De même, la France avait déjà décidé de contrôler l’exportation des satellites d’observation sur une base nationale avant l’intégration sur la liste de l’arrangement de Wassenaar.

Vos rapporteurs remarquent qu’il n’existe pas de « liste nationale » à proprement parler, mais une série d’arrêtés qui soumettent au contrôle des biens, au cas par cas. Afin d’avoir une vue d’ensemble et de s’assurer qu’il n’existe pas de faille, vos rapporteurs appellent à créer une liste nationale et à dresser, ce faisant, un bilan du champ des biens à double usage soumis à contrôle sur une base nationale. Cela permettra, si nécessaire, de compléter la classification nationale, comme l’Allemagne l’a fait ces dernières années.

Par ailleurs, les listes de contrôle sont construites sur la base de spécifications techniques et non des controverses qui portent sur l’usage des matériels. Or, il arrive que des matériels non classés de ce fait soient détournés à des fins de répression interne. Tel a été le cas par exemple des blindés légers exportés en Égypte et qui n’ont pas été contrôlés par la CIEEMG faute d’un blindage suffisant. Or, ces blindés légers n’ont pas été utilisés comme matériel de guerre ou à des fins de lutte anti-terroriste mais comme matériel de répression des manifestations. Le classement lié à la résistance d’un blindage – un blindage de 12,7 mm est classé matériel de guerre mais un blindage de 7.62 mm ne l’est pas – est inopérant. Il eut été judicieux qu’une analyse des classements CIEEMG – CIBDU mette en évidence l’absence d’exigence de licence pour ces matériels. Il aurait alors été possible de classer ces équipements dans la liste nationale des biens à double usage.
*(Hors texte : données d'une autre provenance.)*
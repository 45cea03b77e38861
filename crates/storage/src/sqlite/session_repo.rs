use async_trait::async_trait;
use chrono::{DateTime, Utc};
use rehearse_core::model::{SessionId, SessionRecord, UserId};

use super::SqliteStore;
use super::mapping::{encode_json, map_session_row};
use crate::repository::{ResultsStore, StorageError, StoredSession};

#[async_trait]
impl ResultsStore for SqliteStore {
    async fn save(&self, record: &SessionRecord) -> Result<SessionId, StorageError> {
        let id = uuid::Uuid::new_v4().to_string();
        let questions = encode_json("questions", &record.questions())?;
        let answers = encode_json("answers", &record.answers())?;
        let feedbacks = encode_json("feedbacks", &record.feedbacks())?;
        let scores = encode_json("scores", record.scores())?;

        let res = sqlx::query(
            r"
                INSERT INTO sessions (
                    id, user_id, questions, answers, feedbacks, scores,
                    interview_type, interview_role, skills, created_at
                )
                VALUES (?1, ?2, ?3, ?4, ?5, ?6, ?7, ?8, ?9, ?10)
            ",
        )
        .bind(&id)
        .bind(record.user_id().value())
        .bind(&questions)
        .bind(&answers)
        .bind(&feedbacks)
        .bind(&scores)
        .bind(record.meta().interview_type())
        .bind(record.meta().interview_role())
        .bind(record.meta().skills())
        .bind(record.created_at())
        .execute(&self.pool)
        .await;

        match res {
            Ok(_) => Ok(SessionId::new(id)),
            Err(sqlx::Error::Database(db)) if db.is_unique_violation() => {
                Err(StorageError::Conflict)
            }
            Err(e) => Err(StorageError::Connection(e.to_string())),
        }
    }

    async fn sessions_for_user(&self, user: &UserId) -> Result<Vec<StoredSession>, StorageError> {
        let rows = sqlx::query(
            r"
                SELECT
                    id, user_id, questions, answers, feedbacks, scores,
                    interview_type, interview_role, skills, created_at
                FROM sessions
                WHERE user_id = ?1
            ",
        )
        .bind(user.value())
        .fetch_all(&self.pool)
        .await
        .map_err(|e| StorageError::Connection(e.to_string()))?;

        // One undecodable row must not fail the whole listing; analytics
        // runs over whatever decodes.
        let mut out = Vec::with_capacity(rows.len());
        for row in rows {
            match map_session_row(&row) {
                Ok(stored) => out.push(stored),
                Err(e) => {
                    tracing::warn!("skipping undecodable session row: {}", e);
                }
            }
        }

        Ok(out)
    }

    async fn purge_older_than(&self, cutoff: DateTime<Utc>) -> Result<u64, StorageError> {
        let res = sqlx::query("DELETE FROM sessions WHERE created_at < ?1")
            .bind(cutoff)
            .execute(&self.pool)
            .await
            .map_err(|e| StorageError::Connection(e.to_string()))?;
        Ok(res.rows_affected())
    }
}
Au-delà des listes internationales et européennes, un bilan du champ des biens à double usage soumis à contrôle sur une base nationale ainsi qu’une analyse croisée des classements CIEEMG – CIBDU devraient être menés afin d’aboutir à la création d’une liste nationale des biens à double usage régulièrement réactualisée.

Proposition n° 4 : Créer une liste nationale des biens à double usage complémentaire des listes internationales et européennes.
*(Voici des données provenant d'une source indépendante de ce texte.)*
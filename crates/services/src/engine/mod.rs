mod driver;
mod state;

// Public API of the session engine.
pub use driver::{EngineDeps, SessionEngine, SessionProgress, SubmitOutcome};
pub use state::{Effect, EngineEvent, EngineState, Step, TransitionError, step};
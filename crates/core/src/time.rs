use chrono::{DateTime, Utc};

/// Clock abstraction so services and analytics can be tested against a
/// known instant instead of the system time.
#[derive(Debug, Clone, Copy, Default)]
pub enum Clock {
    #[default]
    Default,
    Fixed(DateTime<Utc>),
}

impl Clock {
    /// Returns a clock pinned to the given instant.
    #[must_use]
    pub fn fixed(at: DateTime<Utc>) -> Self {
        Self::Fixed(at)
    }

    /// Current time according to this clock.
    #[must_use]
    pub fn now(&self) -> DateTime<Utc> {
        match self {
            Clock::Default => Utc::now(),
            Clock::Fixed(at) => *at,
        }
    }
}

/// Deterministic timestamp for tests (2024-06-15T12:00:00Z). Mid-month and
/// midday so tests near day and month boundaries stay stable.
pub const FIXED_TEST_TIMESTAMP: i64 = 1_718_452_800;

/// Returns a deterministic `DateTime<Utc>` for tests and doc examples.
///
/// # Panics
///
/// Panics if the fixed timestamp cannot be represented.
#[must_use]
pub fn fixed_now() -> DateTime<Utc> {
    DateTime::<Utc>::from_timestamp(FIXED_TEST_TIMESTAMP, 0)
        .expect("fixed timestamp should be valid")
}

/// Returns a `Clock` pinned at the deterministic test timestamp.
#[must_use]
pub fn fixed_clock() -> Clock {
    Clock::fixed(fixed_now())
}
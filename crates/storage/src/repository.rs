use async_trait::async_trait;
use chrono::{DateTime, Utc};
use rehearse_core::model::{SessionId, SessionRecord, UserId};
use std::collections::HashMap;
use std::sync::{Arc, Mutex};
use thiserror::Error;

/// Errors surfaced by storage adapters.
#[derive(Debug, Error)]
#[non_exhaustive]
pub enum StorageError {
    #[error("not found")]
    NotFound,

    #[error("conflict")]
    Conflict,

    #[error("connection error: {0}")]
    Connection(String),

    #[error("serialization error: {0}")]
    Serialization(String),
}

/// A persisted session together with the id the store assigned to it.
#[derive(Debug, Clone)]
pub struct StoredSession {
    pub id: SessionId,
    pub record: SessionRecord,
}

impl StoredSession {
    #[must_use]
    pub fn new(id: SessionId, record: SessionRecord) -> Self {
        Self { id, record }
    }
}

/// Append-only store for completed interview sessions.
#[async_trait]
pub trait ResultsStore: Send + Sync {
    /// Persist a completed session. The store assigns and returns the id.
    ///
    /// # Errors
    ///
    /// Returns `StorageError` if the record cannot be stored.
    async fn save(&self, record: &SessionRecord) -> Result<SessionId, StorageError>;

    /// Fetch every stored session for a user, in no particular order.
    ///
    /// # Errors
    ///
    /// Returns `StorageError` on transport failure. Individual rows that
    /// cannot be decoded are skipped, not errors.
    async fn sessions_for_user(&self, user: &UserId) -> Result<Vec<StoredSession>, StorageError>;

    /// Delete sessions created strictly before `cutoff`. Returns how many
    /// were removed.
    ///
    /// # Errors
    ///
    /// Returns `StorageError` if the sweep cannot be executed.
    async fn purge_older_than(&self, cutoff: DateTime<Utc>) -> Result<u64, StorageError>;
}

/// The per-field keys an in-progress session is cached under.
///
/// Key strings are the persisted representation and must stay stable
/// across releases; caches written by older builds resume against them.
#[derive(Debug, Clone, Copy, PartialEq, Eq, Hash)]
pub enum CacheField {
    Questions,
    Answers,
    Feedbacks,
    Scores,
    CurrentIndex,
}

impl CacheField {
    pub const ALL: [CacheField; 5] = [
        CacheField::Questions,
        CacheField::Answers,
        CacheField::Feedbacks,
        CacheField::Scores,
        CacheField::CurrentIndex,
    ];

    #[must_use]
    pub const fn as_key(self) -> &'static str {
        match self {
            CacheField::Questions => "questions",
            CacheField::Answers => "answers",
            CacheField::Feedbacks => "feedbacks",
            CacheField::Scores => "scores",
            CacheField::CurrentIndex => "currentIndex",
        }
    }
}

/// Transient per-field cache holding the progress of the one in-flight
/// session, so an interrupted interview can resume where it stopped.
///
/// Values are opaque strings here; the engine owns the JSON encoding.
#[async_trait]
pub trait SessionCache: Send + Sync {
    /// Read one cached field.
    ///
    /// # Errors
    ///
    /// Returns `StorageError` on transport failure.
    async fn load(&self, field: CacheField) -> Result<Option<String>, StorageError>;

    /// Write one cached field, replacing any previous value.
    ///
    /// # Errors
    ///
    /// Returns `StorageError` if the value cannot be written.
    async fn store(&self, field: CacheField, value: &str) -> Result<(), StorageError>;

    /// Drop every cached field.
    ///
    /// # Errors
    ///
    /// Returns `StorageError` if the cache cannot be cleared.
    async fn clear(&self) -> Result<(), StorageError>;
}

/// Simple in-memory results store for testing and prototyping.
#[derive(Clone, Default)]
pub struct InMemoryStore {
    sessions: Arc<Mutex<HashMap<SessionId, SessionRecord>>>,
}

impl InMemoryStore {
    #[must_use]
    pub fn new() -> Self {
        Self {
            sessions: Arc::new(Mutex::new(HashMap::new())),
        }
    }
}

#[async_trait]
impl ResultsStore for InMemoryStore {
    async fn save(&self, record: &SessionRecord) -> Result<SessionId, StorageError> {
        let id = SessionId::new(uuid::Uuid::new_v4().to_string());
        let mut guard = self
            .sessions
            .lock()
            .map_err(|e| StorageError::Connection(e.to_string()))?;
        guard.insert(id.clone(), record.clone());
        Ok(id)
    }

    async fn sessions_for_user(&self, user: &UserId) -> Result<Vec<StoredSession>, StorageError> {
        let guard = self
            .sessions
            .lock()
            .map_err(|e| StorageError::Connection(e.to_string()))?;
        Ok(guard
            .iter()
            .filter(|(_, record)| record.user_id() == user)
            .map(|(id, record)| StoredSession::new(id.clone(), record.clone()))
            .collect())
    }

    async fn purge_older_than(&self, cutoff: DateTime<Utc>) -> Result<u64, StorageError> {
        let mut guard = self
            .sessions
            .lock()
            .map_err(|e| StorageError::Connection(e.to_string()))?;
        let before = guard.len();
        guard.retain(|_, record| record.created_at() >= cutoff);
        Ok((before - guard.len()) as u64)
    }
}

/// In-memory cache counterpart to [`InMemoryStore`].
#[derive(Clone, Default)]
pub struct InMemoryCache {
    fields: Arc<Mutex<HashMap<CacheField, String>>>,
}

impl InMemoryCache {
    #[must_use]
    pub fn new() -> Self {
        Self {
            fields: Arc::new(Mutex::new(HashMap::new())),
        }
    }
}

#[async_trait]
impl SessionCache for InMemoryCache {
    async fn load(&self, field: CacheField) -> Result<Option<String>, StorageError> {
        let guard = self
            .fields
            .lock()
            .map_err(|e| StorageError::Connection(e.to_string()))?;
        Ok(guard.get(&field).cloned())
    }

    async fn store(&self, field: CacheField, value: &str) -> Result<(), StorageError> {
        let mut guard = self
            .fields
            .lock()
            .map_err(|e| StorageError::Connection(e.to_string()))?;
        guard.insert(field, value.to_string());
        Ok(())
    }

    async fn clear(&self) -> Result<(), StorageError> {
        let mut guard = self
            .fields
            .lock()
            .map_err(|e| StorageError::Connection(e.to_string()))?;
        guard.clear();
        Ok(())
    }
}

/// Aggregates the results store and session cache behind trait objects for
/// easy backend swapping.
#[derive(Clone)]
pub struct Storage {
    pub results: Arc<dyn ResultsStore>,
    pub cache: Arc<dyn SessionCache>,
}

impl Storage {
    #[must_use]
    pub fn in_memory() -> Self {
        Self {
            results: Arc::new(InMemoryStore::new()),
            cache: Arc::new(InMemoryCache::new()),
        }
    }
}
3.   Il est nécessaire de rapprocher le contrôle des matériels de guerre et des biens à double usage

Comme présenté supra, les deux principaux dispositifs de contrôle existants en France, considérés séparément, se caractérisent par leur robustesse, qui est notamment fondée sur l’interministérialité de l’instruction des demandes, la compétence des services impliqués et la qualité du dialogue avec les entreprises.

Toutefois, la fragmentation des contrôles à l’export induit des difficultés quant à la construction d’une vision transversale sur les exportations de matériels sensibles au sein de l’administration. Le manque de connaissance réciproque et d’interaction entre les dispositifs de contrôle que nous avons pu constater çà et là, au-delà des principes et des liens entre acteurs, aboutit à une fragilité du contrôle sur certains types de biens.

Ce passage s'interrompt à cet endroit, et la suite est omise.